If The Space Heaters (who recently played to a nearly full house at The CornerHouse Café) don’t have an obscure enough play list for swing connoisseurs, the fact that the group’s lead instrument is a ukulele might do the trick. But kitsch factor aside, Ray Ring makes his diminutive axe sing with all the authority of a lead guitar. He’s the Chet Atkins of the uke.
Seated in the CornerHouse’s rear nook, the small group projected nicely over the hum of diners (the restaurant and bar, located in the S&W Cafeteria building, has high ceilings and good acoustics), creating a cozy atmosphere both with their retro look (Ring in top hat and suspenders, lead singer and guitarist Leo Johnson in a vest, fiddler Jason Baker in a suit and driver’s cap) and their song selections.
The Fred Rose number “Roly Poly” (about a boy who eats continuously) and The Nat King Cole Trio’s jazzy “The Frim Fram Sauce” (in which a customer talks to a waiter) both nodded to the dining atmosphere.
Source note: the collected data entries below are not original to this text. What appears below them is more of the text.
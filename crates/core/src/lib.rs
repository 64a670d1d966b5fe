//! Keel Core: the safety and performance envelope around untrusted SQL.
//!
//! Takes a free-form SQL string (typically produced by a natural-language
//! translator) and turns it into a bounded, observable, cacheable result set
//! against an embedded DuckDB database.
//!
//! # Architecture
//!
//! ```text
//! SQL text ──► Validator ──► Admission ──► Executor (+ deadline)
//!                 │              │              │
//!              rejection      429-class      ExecutionResult
//!                 │           rejection         │
//!                 └──────────────┴──────► PerformanceMonitor ──► ResponseCaches
//! ```
//!
//! A cache lookup keyed on the raw request may short-circuit the whole
//! pipeline before validation runs. See [`pipeline::QueryPipeline`].

pub mod admission;
pub mod cache;
pub mod executor;
pub mod models;
pub mod monitor;
pub mod pipeline;
pub mod validator;
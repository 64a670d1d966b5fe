//! Tracing subscriber wiring for the pipeline.
//!
//! Stdout gets a standard fmt layer filtered by `RUST_LOG`. When a query log
//! directory is configured, per-execution records emitted on the `queries`
//! target are additionally appended as daily-rolled JSONL files, keeping the
//! human-readable stream and the audit stream separate.

use anyhow::Result;

use crate::config::LogSettings;
use tracing_subscriber::{layer::SubscriberExt, util::SubscriberInitExt, EnvFilter, Layer};

pub fn init_tracing(settings: &LogSettings) -> Result<()> {
    let stdout_layer = tracing_subscriber::fmt::layer().with_filter(EnvFilter::from_default_env());

    let registry = tracing_subscriber::registry().with(stdout_layer);

    if let Some(dir) = &settings.queries_log_dir {
        std::fs::create_dir_all(dir)?;
        let queries_appender = tracing_appender::rolling::daily(dir, "queries.jsonl");
        let queries_layer = tracing_subscriber::fmt::layer()
            .json()
            .with_writer(queries_appender)
            .with_filter(tracing_subscriber::filter::filter_fn(|metadata| {
                metadata.target() == "queries"
            }));

        registry.with(queries_layer).try_init().ok();
    } else {
        registry.try_init().ok();
    }

    Ok(())
}
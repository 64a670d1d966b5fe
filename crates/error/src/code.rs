use serde::{Deserialize, Serialize};
use std::fmt;

/// Numeric error codes following KEEL-XXXX format.
///
/// ## Code Ranges
/// - **1000-1999**: Syntax errors (malformed SQL, caught before or by the engine)
/// - **2000-2999**: Security rejections (untrusted input attempting disallowed operations)
/// - **3000-3999**: Execution errors (valid-looking SQL the engine cannot run)
/// - **4000-4999**: Resource errors (deadlines and admission limits)
/// - **5000-5999**: Internal/System errors
///
/// Codes are stable across versions (semver contract).
#[derive(Debug, Clone, Copy, PartialEq, Eq, Hash, Serialize, Deserialize)]
#[serde(into = "String", try_from = "String")]
#[non_exhaustive]
pub enum ErrorCode {
    // === Syntax Errors (1000-1999) ===
    /// KEEL-1001: SQL failed to parse
    SyntaxError = 1001,
    /// KEEL-1002: Empty or whitespace-only statement
    EmptyStatement = 1002,

    // === Security Rejections (2000-2999) ===
    /// KEEL-2001: Statement kind is not a read-only query
    DisallowedStatement = 2001,
    /// KEEL-2002: Multiple statements stacked behind one request
    StackedStatements = 2002,
    /// KEEL-2003: Dangerous function or construct detected
    DangerousPattern = 2003,

    // === Execution Errors (3000-3999) ===
    /// KEEL-3001: Table not found in the catalog
    TableNotFound = 3001,
    /// KEEL-3002: Column not found or unresolvable reference
    ColumnNotFound = 3002,
    /// KEEL-3003: Type mismatch or invalid conversion
    TypeMismatch = 3003,
    /// KEEL-3004: Engine rejected the query at runtime
    EngineFailure = 3004,

    // === Resource Errors (4000-4999) ===
    /// KEEL-4001: Execution deadline exceeded
    QueryTimeout = 4001,
    /// KEEL-4002: Concurrent query limit reached
    TooManyQueries = 4002,

    // === Internal Errors (5000-5999) ===
    /// KEEL-5001: Unexpected internal state
    Internal = 5001,
    /// KEEL-5002: Configuration could not be loaded or applied
    ConfigError = 5002,

    /// KEEL-9999: Unknown/unclassified error
    Unknown = 9999,
}

impl ErrorCode {
    /// Get the numeric code value
    pub fn as_u16(&self) -> u16 {
        *self as u16
    }

    /// Get the formatted code string (e.g., "KEEL-2001")
    pub fn as_str(&self) -> String {
        format!("KEEL-{:04}", self.as_u16())
    }

    /// The SQL error classification this code belongs to.
    pub fn sql_error_type(&self) -> SqlErrorType {
        match self {
            Self::QueryTimeout => SqlErrorType::Timeout,
            Self::TooManyQueries => SqlErrorType::ConcurrencyLimit,
            _ => match self.as_u16() {
                1000..=1999 => SqlErrorType::Syntax,
                2000..=2999 => SqlErrorType::Security,
                3000..=3999 => SqlErrorType::Execution,
                _ => SqlErrorType::Internal,
            },
        }
    }
}

impl fmt::Display for ErrorCode {
    fn fmt(&self, f: &mut fmt::Formatter<'_>) -> fmt::Result {
        write!(f, "{}", self.as_str())
    }
}

impl From<ErrorCode> for String {
    fn from(code: ErrorCode) -> String {
        code.as_str()
    }
}

impl TryFrom<String> for ErrorCode {
    type Error = String;

    fn try_from(s: String) -> std::result::Result<Self, Self::Error> {
        // Parse "KEEL-XXXX" format
        let num: u16 = s
            .strip_prefix("KEEL-")
            .and_then(|n| n.parse().ok())
            .ok_or_else(|| "Invalid format".to_string())?;
        Self::try_from(num).map_err(|_| "Unknown code".to_string())
    }
}

impl TryFrom<u16> for ErrorCode {
    type Error = String;

    fn try_from(n: u16) -> std::result::Result<Self, Self::Error> {
        match n {
            1001 => Ok(Self::SyntaxError),
            1002 => Ok(Self::EmptyStatement),
            2001 => Ok(Self::DisallowedStatement),
            2002 => Ok(Self::StackedStatements),
            2003 => Ok(Self::DangerousPattern),
            3001 => Ok(Self::TableNotFound),
            3002 => Ok(Self::ColumnNotFound),
            3003 => Ok(Self::TypeMismatch),
            3004 => Ok(Self::EngineFailure),
            4001 => Ok(Self::QueryTimeout),
            4002 => Ok(Self::TooManyQueries),
            5001 => Ok(Self::Internal),
            5002 => Ok(Self::ConfigError),
            9999 => Ok(Self::Unknown),
            _ => Err(format!("Unknown error code: {}", n)),
        }
    }
}

/// High-level SQL error classification exposed to transport layers.
#[derive(Debug, Clone, Copy, PartialEq, Eq, Hash, Serialize, Deserialize)]
#[serde(rename_all = "snake_case")]
#[non_exhaustive]
pub enum SqlErrorType {
    Syntax,
    Security,
    Execution,
    Timeout,
    ConcurrencyLimit,
    Internal,
}

impl SqlErrorType {
    /// HTTP status a transport layer should map this classification to.
    pub fn http_status(&self) -> u16 {
        match self {
            Self::Syntax | Self::Execution => 400,
            Self::Security => 403,
            Self::Timeout => 504,
            Self::ConcurrencyLimit => 429,
            Self::Internal => 500,
        }
    }
}

impl fmt::Display for SqlErrorType {
    fn fmt(&self, f: &mut fmt::Formatter<'_>) -> fmt::Result {
        let s = match self {
            Self::Syntax => "syntax",
            Self::Security => "security",
            Self::Execution => "execution",
            Self::Timeout => "timeout",
            Self::ConcurrencyLimit => "concurrency_limit",
            Self::Internal => "internal",
        };
        write!(f, "{}", s)
    }
}

#[cfg(test)]
mod tests {
    use super::*;

    #[test]
    fn test_error_code_formatting() {
        assert_eq!(ErrorCode::SyntaxError.as_str(), "KEEL-1001");
        assert_eq!(ErrorCode::DisallowedStatement.as_str(), "KEEL-2001");
        assert_eq!(ErrorCode::Unknown.as_str(), "KEEL-9999");
    }

    #[test]
    fn test_error_code_parsing() {
        assert_eq!(
            ErrorCode::try_from("KEEL-3001".to_string()).unwrap(),
            ErrorCode::TableNotFound
        );
        assert_eq!(
            ErrorCode::try_from("KEEL-9999".to_string()).unwrap(),
            ErrorCode::Unknown
        );
    }

    #[test]
    fn test_error_code_parsing_errors() {
        assert!(ErrorCode::try_from("INVALID".to_string()).is_err());
        assert!(ErrorCode::try_from("KEEL-0000".to_string()).is_err());
        assert!(ErrorCode::try_from("KEEL-ABC".to_string()).is_err());
    }

    #[test]
    fn test_sql_error_types() {
        assert_eq!(ErrorCode::SyntaxError.sql_error_type(), SqlErrorType::Syntax);
        assert_eq!(
            ErrorCode::DangerousPattern.sql_error_type(),
            SqlErrorType::Security
        );
        assert_eq!(
            ErrorCode::TableNotFound.sql_error_type(),
            SqlErrorType::Execution
        );
        assert_eq!(ErrorCode::QueryTimeout.sql_error_type(), SqlErrorType::Timeout);
        assert_eq!(
            ErrorCode::TooManyQueries.sql_error_type(),
            SqlErrorType::ConcurrencyLimit
        );
        assert_eq!(ErrorCode::Internal.sql_error_type(), SqlErrorType::Internal);
    }

    #[test]
    fn test_http_status_mapping() {
        assert_eq!(SqlErrorType::Syntax.http_status(), 400);
        assert_eq!(SqlErrorType::Security.http_status(), 403);
        assert_eq!(SqlErrorType::Timeout.http_status(), 504);
        assert_eq!(SqlErrorType::ConcurrencyLimit.http_status(), 429);
        assert_eq!(SqlErrorType::Internal.http_status(), 500);
    }
}
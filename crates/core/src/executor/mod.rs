//! Deadline-aware, row-capped execution against embedded DuckDB.
//!
//! The engine call is the one blocking operation in the pipeline. It runs on
//! the blocking thread pool, raced against the caller's deadline; DuckDB has
//! no cooperative cancellation hook we rely on, so a call that outlives its
//! deadline is classified as a timeout and **abandoned** (it finishes in the
//! background on its private connection clone), never silently retried.

mod convert;
mod value;

use std::time::{Duration, Instant};

use keel_error::{ErrorCode, KeelError, Result};
use parking_lot::Mutex;
use sqlparser::ast::{Expr, Statement, Value as AstValue};
use sqlparser::dialect::GenericDialect;
use sqlparser::parser::Parser;
use tracing::debug;

use crate::models::ExecutionResult;

/// Executes validated SQL against one DuckDB database.
///
/// The root connection is only ever locked long enough to clone a private
/// per-call connection, so statements never interleave on a single
/// connection and an abandoned call cannot block later queries.
pub struct Executor {
    conn: Mutex<duckdb::Connection>,
}

impl Executor {
    pub fn open_in_memory() -> Result<Self> {
        duckdb::Connection::open_in_memory()
            .map(Self::from_connection)
            .map_err(open_error)
    }

    pub fn open(path: &str) -> Result<Self> {
        duckdb::Connection::open(path)
            .map(Self::from_connection)
            .map_err(open_error)
    }

    pub fn from_connection(conn: duckdb::Connection) -> Self {
        Self {
            conn: Mutex::new(conn),
        }
    }

    /// Run one statement under a deadline and a row cap.
    ///
    /// The statement is asked for `row_limit + 1` rows so truncation is
    /// detected without a second COUNT query; the surplus row is trimmed and
    /// reported via `truncated`. Fails with a syntax/execution
    /// classification from the engine or a structural `timeout` from the
    /// deadline race.
    pub async fn execute(
        &self,
        sql: &str,
        timeout: Duration,
        row_limit: usize,
    ) -> Result<ExecutionResult> {
        let started = Instant::now();
        let capped_sql = apply_row_limit(sql, row_limit)?;
        debug!(target: "executor", sql = %capped_sql, row_limit, "executing statement");

        let conn = self
            .conn
            .lock()
            .try_clone()
            .map_err(|e| KeelError::new(ErrorCode::Internal, format!("Connection clone failed: {}", e)))?;

        let task = tokio::task::spawn_blocking(move || run_query(&conn, &capped_sql, row_limit));

        match tokio::time::timeout(timeout, task).await {
            Err(_) => Err(KeelError::new(
                ErrorCode::QueryTimeout,
                format!("Query timed out after {:.1}s", timeout.as_secs_f64()),
            )
            .with_suggestion("Simplify the query or raise the timeout")),
            Ok(Err(join_err)) => Err(KeelError::new(
                ErrorCode::Internal,
                format!("Execution task failed: {}", join_err),
            )),
            Ok(Ok(Err(e))) => Err(e),
            Ok(Ok(Ok((columns, rows, truncated)))) => {
                let runtime_ms = started.elapsed().as_secs_f64() * 1000.0;
                Ok(ExecutionResult {
                    row_count: rows.len(),
                    columns,
                    rows,
                    runtime_ms,
                    truncated,
                })
            }
        }
    }
}

fn open_error(e: duckdb::Error) -> KeelError {
    KeelError::new(ErrorCode::Internal, format!("Failed to open database: {}", e))
}

type QueryOutput = (Vec<String>, Vec<Vec<serde_json::Value>>, bool);

fn run_query(conn: &duckdb::Connection, sql: &str, row_limit: usize) -> Result<QueryOutput> {
    let mut stmt = conn.prepare(sql).map_err(convert::classify)?;
    let mut rows = stmt.query([]).map_err(convert::classify)?;

    let columns: Vec<String> = rows
        .as_ref()
        .map(|s| s.column_names().into_iter().map(Into::into).collect())
        .unwrap_or_default();
    let width = columns.len();

    let mut out: Vec<Vec<serde_json::Value>> = Vec::new();
    while let Some(row) = rows.next().map_err(convert::classify)? {
        let mut cells = Vec::with_capacity(width);
        for idx in 0..width {
            let cell = row.get_ref(idx).map_err(convert::classify)?;
            cells.push(value::to_json(cell));
        }
        out.push(cells);
        if out.len() > row_limit {
            break;
        }
    }

    let truncated = out.len() > row_limit;
    if truncated {
        out.truncate(row_limit);
    }

    Ok((columns, out, truncated))
}

/// Apply the row-limiting policy at the AST level: no outer LIMIT means
/// append `row_limit + 1`; an existing numeric LIMIT keeps the smaller of
/// itself and `row_limit + 1`. A non-literal LIMIT expression is replaced by
/// the cap.
fn apply_row_limit(sql: &str, row_limit: usize) -> Result<String> {
    let mut statements = Parser::parse_sql(&GenericDialect {}, sql)
        .map_err(|e| KeelError::new(ErrorCode::SyntaxError, format!("SQL parse error: {}", e)))?;

    if statements.len() != 1 {
        return Err(KeelError::new(
            ErrorCode::Internal,
            "Executor expects exactly one statement",
        ));
    }

    match statements.remove(0) {
        Statement::Query(mut query) => {
            let fetch = row_limit as u64 + 1;
            let new_limit = match query.limit.take() {
                Some(Expr::Value(AstValue::Number(n, long))) => {
                    let existing: u64 = n.parse().unwrap_or(fetch);
                    Expr::Value(AstValue::Number(existing.min(fetch).to_string(), long))
                }
                _ => Expr::Value(AstValue::Number(fetch.to_string(), false)),
            };
            query.limit = Some(new_limit);
            Ok(Statement::Query(query).to_string())
        }
        _ => Err(KeelError::new(
            ErrorCode::DisallowedStatement,
            "Executor only accepts read-only queries",
        )),
    }
}

#[cfg(test)]
mod tests {
    use super::*;
    use keel_error::SqlErrorType;
    use serde_json::json;

    #[test]
    fn test_limit_appended_when_absent() {
        let sql = apply_row_limit("SELECT * FROM t", 100).unwrap();
        assert!(sql.ends_with("LIMIT 101"), "{}", sql);
    }

    #[test]
    fn test_smaller_existing_limit_kept() {
        let sql = apply_row_limit("SELECT * FROM t LIMIT 10", 100).unwrap();
        assert!(sql.ends_with("LIMIT 10"), "{}", sql);
    }

    #[test]
    fn test_larger_existing_limit_capped() {
        let sql = apply_row_limit("SELECT * FROM t LIMIT 5000", 100).unwrap();
        assert!(sql.ends_with("LIMIT 101"), "{}", sql);
    }

    #[tokio::test]
    async fn test_select_one_scenario() {
        let executor = Executor::open_in_memory().unwrap();
        let result = executor
            .execute("SELECT 1 AS n", Duration::from_secs(5), 100)
            .await
            .unwrap();

        assert_eq!(result.columns, vec!["n"]);
        assert_eq!(result.rows, vec![vec![json!(1)]]);
        assert_eq!(result.row_count, 1);
        assert!(!result.truncated);
        assert!(result.runtime_ms >= 0.0);
    }

    #[tokio::test]
    async fn test_rectangular_output() {
        let executor = Executor::open_in_memory().unwrap();
        let result = executor
            .execute(
                "SELECT 1 AS a, 'x' AS b, NULL AS c UNION ALL SELECT 2, 'y', NULL",
                Duration::from_secs(5),
                100,
            )
            .await
            .unwrap();

        assert_eq!(result.columns.len(), 3);
        for row in &result.rows {
            assert_eq!(row.len(), result.columns.len());
        }
    }

    #[tokio::test]
    async fn test_truncation_law() {
        let executor = Executor::open_in_memory().unwrap();
        let result = executor
            .execute("SELECT * FROM range(10000)", Duration::from_secs(10), 5000)
            .await
            .unwrap();

        assert_eq!(result.row_count, 5000);
        assert_eq!(result.rows.len(), 5000);
        assert!(result.truncated);

        let exact = executor
            .execute("SELECT * FROM range(10)", Duration::from_secs(10), 5000)
            .await
            .unwrap();
        assert_eq!(exact.row_count, 10);
        assert!(!exact.truncated);
    }

    #[tokio::test]
    async fn test_missing_table_is_execution_error() {
        let executor = Executor::open_in_memory().unwrap();
        let err = executor
            .execute("SELECT * FROM missing_table", Duration::from_secs(5), 100)
            .await
            .unwrap_err();

        assert_eq!(err.sql_error_type, SqlErrorType::Execution);
        assert!(err.message.contains("missing_table"));
    }

    #[tokio::test]
    async fn test_timeout_classified_structurally() {
        let executor = Executor::open_in_memory().unwrap();
        // A cross-join aggregation large enough to outlive a 50ms deadline
        let err = executor
            .execute(
                "SELECT sum(a.range * b.range) FROM range(100000) a, range(20000) b",
                Duration::from_millis(50),
                100,
            )
            .await
            .unwrap_err();

        assert_eq!(err.sql_error_type, SqlErrorType::Timeout);
        assert_eq!(err.code, ErrorCode::QueryTimeout);
    }

    #[tokio::test]
    async fn test_temporal_values_are_iso8601() {
        let executor = Executor::open_in_memory().unwrap();
        let result = executor
            .execute(
                "SELECT DATE '2024-06-30' AS d, TIMESTAMP '2024-06-30 12:00:00' AS ts",
                Duration::from_secs(5),
                10,
            )
            .await
            .unwrap();

        assert_eq!(result.rows[0][0], json!("2024-06-30"));
        assert_eq!(result.rows[0][1], json!("2024-06-30T12:00:00.000000"));
    }
}
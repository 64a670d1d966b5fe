//! # keel-error
//!
//! Unified error types for the Keel SQL execution pipeline.
//!
//! All errors are designed to cross a serialization boundary intact:
//! - Numeric error codes (KEEL-XXXX)
//! - A stable SQL error classification (`sql_error_type`)
//! - Actionable suggestions the caller can surface verbatim

mod code;

pub use code::{ErrorCode, SqlErrorType};

use serde::{Deserialize, Serialize};
use std::fmt;

/// The unified error type for all pipeline operations.
///
/// Serializes to the structured shape transport layers hand to clients:
/// `{error_code, detail, sql_error_type, position?, suggestions}`.
#[derive(Debug, Clone, Serialize, Deserialize)]
pub struct KeelError {
    /// Numeric error code (e.g., "KEEL-2001")
    #[serde(rename = "error_code")]
    pub code: ErrorCode,

    /// Human-readable error message
    #[serde(rename = "detail")]
    pub message: String,

    /// Classification for status mapping and telemetry
    pub sql_error_type: SqlErrorType,

    /// Byte offset into the offending SQL, when known
    #[serde(skip_serializing_if = "Option::is_none")]
    pub position: Option<usize>,

    /// Actionable suggestions for correcting the request
    #[serde(skip_serializing_if = "Vec::is_empty", default)]
    pub suggestions: Vec<String>,
}

impl KeelError {
    /// Create a new error with code and message. The classification is
    /// derived from the code's range.
    pub fn new(code: ErrorCode, message: impl Into<String>) -> Self {
        Self {
            code,
            message: message.into(),
            sql_error_type: code.sql_error_type(),
            position: None,
            suggestions: Vec::new(),
        }
    }

    /// Attach the byte offset where the problem was detected
    pub fn at_position(mut self, position: usize) -> Self {
        self.position = Some(position);
        self
    }

    /// Add an actionable suggestion
    pub fn with_suggestion(mut self, suggestion: impl Into<String>) -> Self {
        self.suggestions.push(suggestion.into());
        self
    }

    /// HTTP status a transport layer should respond with
    pub fn http_status(&self) -> u16 {
        self.sql_error_type.http_status()
    }

    /// True when the failure was a deadline expiry
    pub fn is_timeout(&self) -> bool {
        self.sql_error_type == SqlErrorType::Timeout
    }

    /// Serialize to JSON for API responses
    pub fn to_json(&self) -> String {
        serde_json::to_string(self).unwrap_or_else(|e| {
            tracing::warn!("Failed to serialize KeelError: {}", e);
            format!(
                r#"{{"error_code":"{}","detail":"Serialization failed"}}"#,
                self.code
            )
        })
    }
}

impl fmt::Display for KeelError {
    fn fmt(&self, f: &mut fmt::Formatter<'_>) -> fmt::Result {
        write!(f, "[{}] {}", self.code, self.message)?;
        if let Some(first) = self.suggestions.first() {
            write!(f, " (Suggestion: {})", first)?;
        }
        Ok(())
    }
}

impl std::error::Error for KeelError {}

/// Result type alias for pipeline operations
pub type Result<T> = std::result::Result<T, KeelError>;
But, while The Space Heaters did make a stylish addition to the diner hour, it’s likely they’d be more in their element in front of a crowd of eager dancers.
Only six months since inception (and stand up bassist Ian Harrod joined the band just two weeks before this particular show), The Space Heaters are slickly tight, the novelty aspect of the songs quickly giving way to deft musicianship. Even with the restaurant’s door open, The Space Heaters overpowered the drum circle just across the street. And, while two drummers performed on the group’s self-titled debut disc, The Space Heaters manage plenty of rhythm without a live percussionist. Harrod is largely to thank for this: He fills in the bottom with a combination of syncopated picking and funky slaps. Johnson also makes for a mighty rhythm section with kinetic guitar strumming.
It’s the combination of Ring and Baker, trading fiery solos, that ultimately spells star power for The Space Heaters. Catch this band soon; it’s unlikely they’ll be playing free shows for long.